Quand les Palestiniens auront résolu la question de leur représentation et quand la communauté israélienne aura révélé Israël pour ce qu’il est - c’est-à-dire le seul pays raciste du Moyen-Orient -, alors, politique et réalité pourront fusionner à nouveau.
Et lentement et sûrement, nous serons en mesure de replacer les pièces et de former le puzzle de la réconciliation et de la vérité. Ceci doit se baser doublement sur la reconnaissance qu’une solution doit inclure tous les Palestiniens (dans les territoires occupés, en exil et en Israël) et sur la construction d’un régime nouveau pour l’ensemble du territoire de la Palestine historique, offrant égalité et prospérité à tous ceux qui y vivent actuellement ou qui en ont été expulsés par la force au cours des 63 années d’existence d’Israël.
Le malaise évident que ces trois diplomates ont ressenti et exprimé n’est pas dû à un quelconque mépris manifesté à leur égard dans les ministères ou gouvernements étrangers. Mais si de nombreux Européens peuvent rendre la vie malheureuse à ces diplomates, leurs gouvernements respectifs peuvent toujours voir les choses autrement.

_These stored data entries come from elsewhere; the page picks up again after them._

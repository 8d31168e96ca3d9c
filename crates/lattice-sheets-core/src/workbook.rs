//! Workbook type - the main document structure

use log::debug;

use crate::cell::MemoryGrid;
use crate::error::{Error, Result};
use crate::grid::Grid;
use crate::named_range::{NameScope, NamedRange, NamedRangeCollection};
use crate::patch::{check_area_limits, Axis, LineEdit};
use crate::snapshot::{NamedEntityRecord, WorkbookSnapshot};
use crate::structure::EditReport;
use crate::worksheet::{SheetOptions, Worksheet};
use crate::{MAX_COLS, MAX_ROWS, MAX_SHEET_NAME_LEN};

/// A workbook (spreadsheet document)
///
/// A workbook owns its worksheets and the named ranges that point into them.
/// Structural edits go through the workbook so names follow the lines they
/// refer to.
#[derive(Debug, Clone)]
pub struct Workbook<G: Grid = MemoryGrid> {
    /// Worksheets in the workbook
    worksheets: Vec<Worksheet<G>>,
    /// Workbook settings
    settings: WorkbookSettings,
    /// Active sheet index
    active_sheet: usize,
    /// Named ranges (defined names)
    named_ranges: NamedRangeCollection,
}

impl Workbook<MemoryGrid> {
    /// Create a new workbook with one worksheet
    pub fn new() -> Self {
        Self::with_settings(WorkbookSettings::default())
    }

    /// Create a workbook with one worksheet shaped by `settings`
    pub fn with_settings(settings: WorkbookSettings) -> Self {
        let first = Worksheet::with_options("Sheet1", settings.sheet_options.clone());
        Self {
            worksheets: vec![first],
            settings,
            active_sheet: 0,
            named_ranges: NamedRangeCollection::new(),
        }
    }

    /// Add a new worksheet with default name
    pub fn add_worksheet(&mut self) -> Result<usize> {
        let name = self.generate_sheet_name();
        self.add_worksheet_with_name(&name)
    }

    /// Add a new worksheet with specified name
    pub fn add_worksheet_with_name(&mut self, name: &str) -> Result<usize> {
        let worksheet = Worksheet::with_options(name, self.settings.sheet_options.clone());
        self.add_existing_worksheet(worksheet)
    }

    /// Rebuild the formatting and names of a snapshot
    ///
    /// Sheets take the size recorded in the snapshot, falling back to the
    /// default size; cell values are not part of a snapshot.
    pub fn from_snapshot(snapshot: &WorkbookSnapshot) -> Result<Self> {
        let mut wb = Self::empty();
        for sheet in &snapshot.sheets {
            let defaults = SheetOptions::default();
            let rows = sheet.rows.unwrap_or(defaults.rows);
            let cols = sheet.cols.unwrap_or(defaults.cols);
            if rows > MAX_ROWS || cols > MAX_COLS {
                return Err(Error::InvalidRange(format!(
                    "sheet '{}' is larger than {}x{}",
                    sheet.name, MAX_ROWS, MAX_COLS
                )));
            }
            let worksheet = Worksheet::with_options(&sheet.name, SheetOptions::sized(rows, cols));
            let idx = wb.add_existing_worksheet(worksheet)?;
            wb.worksheets[idx].restore_styles(sheet)?;
        }
        let owned: Vec<String> = wb.sheet_names().into_iter().map(String::from).collect();
        let names: Vec<&str> = owned.iter().map(String::as_str).collect();
        for record in &snapshot.named {
            let range = record.to_named_range(&names);
            wb.named_ranges.define(range)?;
        }
        Ok(wb)
    }
}

impl<G: Grid> Workbook<G> {
    /// Create an empty workbook with no worksheets
    pub fn empty() -> Self {
        Self {
            worksheets: Vec::new(),
            settings: WorkbookSettings::default(),
            active_sheet: 0,
            named_ranges: NamedRangeCollection::new(),
        }
    }

    /// Get the number of worksheets
    pub fn sheet_count(&self) -> usize {
        self.worksheets.len()
    }

    /// Check if the workbook has no worksheets
    pub fn is_empty(&self) -> bool {
        self.worksheets.is_empty()
    }

    /// Get a worksheet by index
    pub fn worksheet(&self, index: usize) -> Option<&Worksheet<G>> {
        self.worksheets.get(index)
    }

    /// Get a mutable worksheet by index
    pub fn worksheet_mut(&mut self, index: usize) -> Option<&mut Worksheet<G>> {
        self.worksheets.get_mut(index)
    }

    /// Get a worksheet by name
    pub fn worksheet_by_name(&self, name: &str) -> Option<&Worksheet<G>> {
        self.worksheets
            .iter()
            .find(|ws| ws.name().eq_ignore_ascii_case(name))
    }

    /// Get the index of a worksheet by name
    pub fn sheet_index(&self, name: &str) -> Option<usize> {
        self.worksheets
            .iter()
            .position(|ws| ws.name().eq_ignore_ascii_case(name))
    }

    /// Sheet names in order
    pub fn sheet_names(&self) -> Vec<&str> {
        self.worksheets.iter().map(|ws| ws.name()).collect()
    }

    /// Iterate over all worksheets
    pub fn worksheets(&self) -> impl Iterator<Item = &Worksheet<G>> {
        self.worksheets.iter()
    }

    /// Iterate over all worksheets mutably
    pub fn worksheets_mut(&mut self) -> impl Iterator<Item = &mut Worksheet<G>> {
        self.worksheets.iter_mut()
    }

    /// Add an existing worksheet to the workbook
    pub fn add_existing_worksheet(&mut self, worksheet: Worksheet<G>) -> Result<usize> {
        self.check_sheet_name(worksheet.name(), None)?;
        let index = self.worksheets.len();
        self.worksheets.push(worksheet);
        Ok(index)
    }

    /// Remove a worksheet by index
    ///
    /// Names scoped to the sheet go with it; later sheet indices in names
    /// shift down.
    pub fn remove_worksheet(&mut self, index: usize) -> Result<Worksheet<G>> {
        self.check_sheet(index)?;

        let worksheet = self.worksheets.remove(index);
        self.named_ranges.remove_sheet(index);

        if !self.worksheets.is_empty() {
            if self.active_sheet >= self.worksheets.len() {
                self.active_sheet = self.worksheets.len() - 1;
            }
        } else {
            self.active_sheet = 0;
        }

        Ok(worksheet)
    }

    /// Rename a worksheet
    pub fn rename_worksheet(&mut self, index: usize, new_name: &str) -> Result<()> {
        self.check_sheet(index)?;
        self.check_sheet_name(new_name, Some(index))?;
        self.worksheets[index].set_name(new_name);
        Ok(())
    }

    /// Get the active sheet index
    pub fn active_sheet(&self) -> usize {
        self.active_sheet
    }

    /// Set the active sheet index
    pub fn set_active_sheet(&mut self, index: usize) -> Result<()> {
        self.check_sheet(index)?;
        self.active_sheet = index;
        Ok(())
    }

    /// Get workbook settings
    pub fn settings(&self) -> &WorkbookSettings {
        &self.settings
    }

    /// Get mutable workbook settings
    pub fn settings_mut(&mut self) -> &mut WorkbookSettings {
        &mut self.settings
    }

    // ==================== Structural Edits ====================

    /// Insert (`count > 0`) or delete (`count < 0`) whole lines on a sheet
    ///
    /// Deleting removes `|count|` lines starting at `before`. The edit is
    /// validated before anything changes: on error the sheet and the names
    /// are untouched.
    ///
    /// # Example
    /// ```
    /// use lattice_sheets_core::{Area, Axis, Workbook};
    ///
    /// let mut wb = Workbook::new();
    /// let sheet = wb.worksheet_mut(0).unwrap();
    /// sheet.merge_cells(&Area::parse("C3:D4").unwrap()).unwrap();
    ///
    /// wb.edit_lines(0, Axis::Row, 2, 1).unwrap();
    /// let merged = wb.worksheet(0).unwrap().merged_region_at(4, 3).copied();
    /// assert_eq!(merged, Some(Area::parse("C3:D5").unwrap()));
    /// ```
    pub fn edit_lines(
        &mut self,
        sheet: usize,
        axis: Axis,
        before: u32,
        count: i32,
    ) -> Result<EditReport> {
        self.check_sheet(sheet)?;
        if count == 0 {
            return Ok(EditReport::default());
        }
        let edit = LineEdit {
            axis,
            before,
            count,
        };

        let mut report = self.worksheets[sheet].apply_line_edit(&edit)?;
        report.removed_names = self.named_ranges.patch_for_edit(sheet, &edit);

        debug!(
            "edit on sheet {}: {} {} at {}, {} name(s) removed",
            sheet,
            count,
            axis,
            before,
            report.removed_names.len()
        );
        Ok(report)
    }

    /// Insert `count` lines before `before`
    pub fn insert_lines(
        &mut self,
        sheet: usize,
        axis: Axis,
        before: u32,
        count: u32,
    ) -> Result<EditReport> {
        let edit = LineEdit::insert(axis, before, count);
        self.edit_lines(sheet, axis, before, edit.count)
    }

    /// Delete `count` lines starting at `first`
    pub fn delete_lines(
        &mut self,
        sheet: usize,
        axis: Axis,
        first: u32,
        count: u32,
    ) -> Result<EditReport> {
        let edit = LineEdit::delete(axis, first, count);
        self.edit_lines(sheet, axis, first, edit.count)
    }

    // ==================== Named Ranges ====================

    /// Define a named range
    ///
    /// # Example
    /// ```
    /// use lattice_sheets_core::{Area, NameScope, NamedRange, Workbook};
    ///
    /// let mut wb = Workbook::new();
    /// let tax = NamedRange::range("TaxRate", Area::parse("B1").unwrap().on_sheet(0), NameScope::Workbook);
    /// wb.define_name(tax).unwrap();
    /// assert!(wb.get_named_range("taxrate", 0).is_some());
    /// ```
    pub fn define_name(&mut self, range: NamedRange) -> Result<()> {
        if let NameScope::Sheet(idx) = range.scope {
            self.check_sheet(idx)?;
        }
        if let Some(area) = range.area() {
            check_area_limits(area)?;
            if let Some(idx) = area.sheet() {
                self.check_sheet(idx)?;
            }
        }
        self.named_ranges.define(range)
    }

    /// Get a named range by name, as seen from `current_sheet`
    ///
    /// Looks for a sheet-scoped name first, then a workbook-scoped one.
    pub fn get_named_range(&self, name: &str, current_sheet: usize) -> Option<&NamedRange> {
        self.named_ranges.get(name, current_sheet)
    }

    /// Remove a named range
    pub fn remove_name(&mut self, name: &str, scope: NameScope) -> Option<NamedRange> {
        self.named_ranges.remove(name, &scope)
    }

    /// Get the named range collection (read-only)
    pub fn named_ranges(&self) -> &NamedRangeCollection {
        &self.named_ranges
    }

    // ==================== Persistence ====================

    /// Capture the formatting of every sheet and the defined names
    pub fn snapshot(&self) -> WorkbookSnapshot {
        let names = self.sheet_names();
        WorkbookSnapshot {
            sheets: self.worksheets.iter().map(Worksheet::snapshot).collect(),
            named: self
                .named_ranges
                .iter()
                .map(|range| NamedEntityRecord::from_named_range(range, &names))
                .collect(),
        }
    }

    fn check_sheet(&self, index: usize) -> Result<()> {
        if index >= self.worksheets.len() {
            return Err(Error::SheetOutOfBounds(index, self.worksheets.len()));
        }
        Ok(())
    }

    /// Validate a sheet name and check no other sheet already uses it
    fn check_sheet_name(&self, name: &str, exclude: Option<usize>) -> Result<()> {
        validate_sheet_name(name)?;
        let taken = self
            .worksheets
            .iter()
            .enumerate()
            .any(|(i, ws)| Some(i) != exclude && ws.name().eq_ignore_ascii_case(name));
        if taken {
            return Err(Error::DuplicateSheetName(name.into()));
        }
        Ok(())
    }

    /// Generate a unique sheet name
    fn generate_sheet_name(&self) -> String {
        let mut n = self.worksheets.len() + 1;
        loop {
            let name = format!("Sheet{}", n);
            if self.sheet_index(&name).is_none() {
                return name;
            }
            n += 1;
        }
    }
}

impl Default for Workbook<MemoryGrid> {
    fn default() -> Self {
        Self::new()
    }
}

/// Check a sheet name on its own
///
/// Names are 1 to 31 characters, may not contain any of `:\/?*[]!` and may
/// not start or end with an apostrophe.
pub fn validate_sheet_name(name: &str) -> Result<()> {
    let invalid = |reason: String| Err(Error::InvalidSheetName(format!("'{}': {}", name, reason)));

    if name.is_empty() {
        return invalid("empty".into());
    }
    if name.chars().count() > MAX_SHEET_NAME_LEN {
        return invalid(format!("longer than {} characters", MAX_SHEET_NAME_LEN));
    }
    if let Some(c) = name
        .chars()
        .find(|c| matches!(c, ':' | '\\' | '/' | '?' | '*' | '[' | ']' | '!'))
    {
        return invalid(format!("contains '{}'", c));
    }
    if name.starts_with('\'') || name.ends_with('\'') {
        return invalid("starts or ends with an apostrophe".into());
    }
    Ok(())
}

/// Workbook-level settings
#[derive(Debug, Clone, Default)]
pub struct WorkbookSettings {
    /// Options for sheets created by the workbook
    pub sheet_options: SheetOptions,
}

Que ce soit le désespoir financier et les pressions extérieures israélienne et américaine qui ont conduit la Grèce à collaborer contre la Flottille de la Liberté pour Gaza, ou la force de l’intimidation qui a fait taire même les journaux progressistes comme The Guardian en Occident, Israël est toujours sûr de son immunité en dépit de la misère de ses diplomates.
C’est pourquoi nous devons faire en sorte qu’il n’y ait pas que les ambassadeurs israéliens à se sentir en mauvaise posture dans les capitales européennes, mais tous ceux qui les soutiennent ou qui ont trop peur d’affronter Israël et de lui demander des comptes.
Ilan Pappe est professeur d’histoire et directeur du Centre européen pour les études sur la Palestine à l’université d’Exeter. Son dernier livre, Out of the Frame : The Struggle for Academic Freedom in Israel est publié chez Pluto Press, 2010).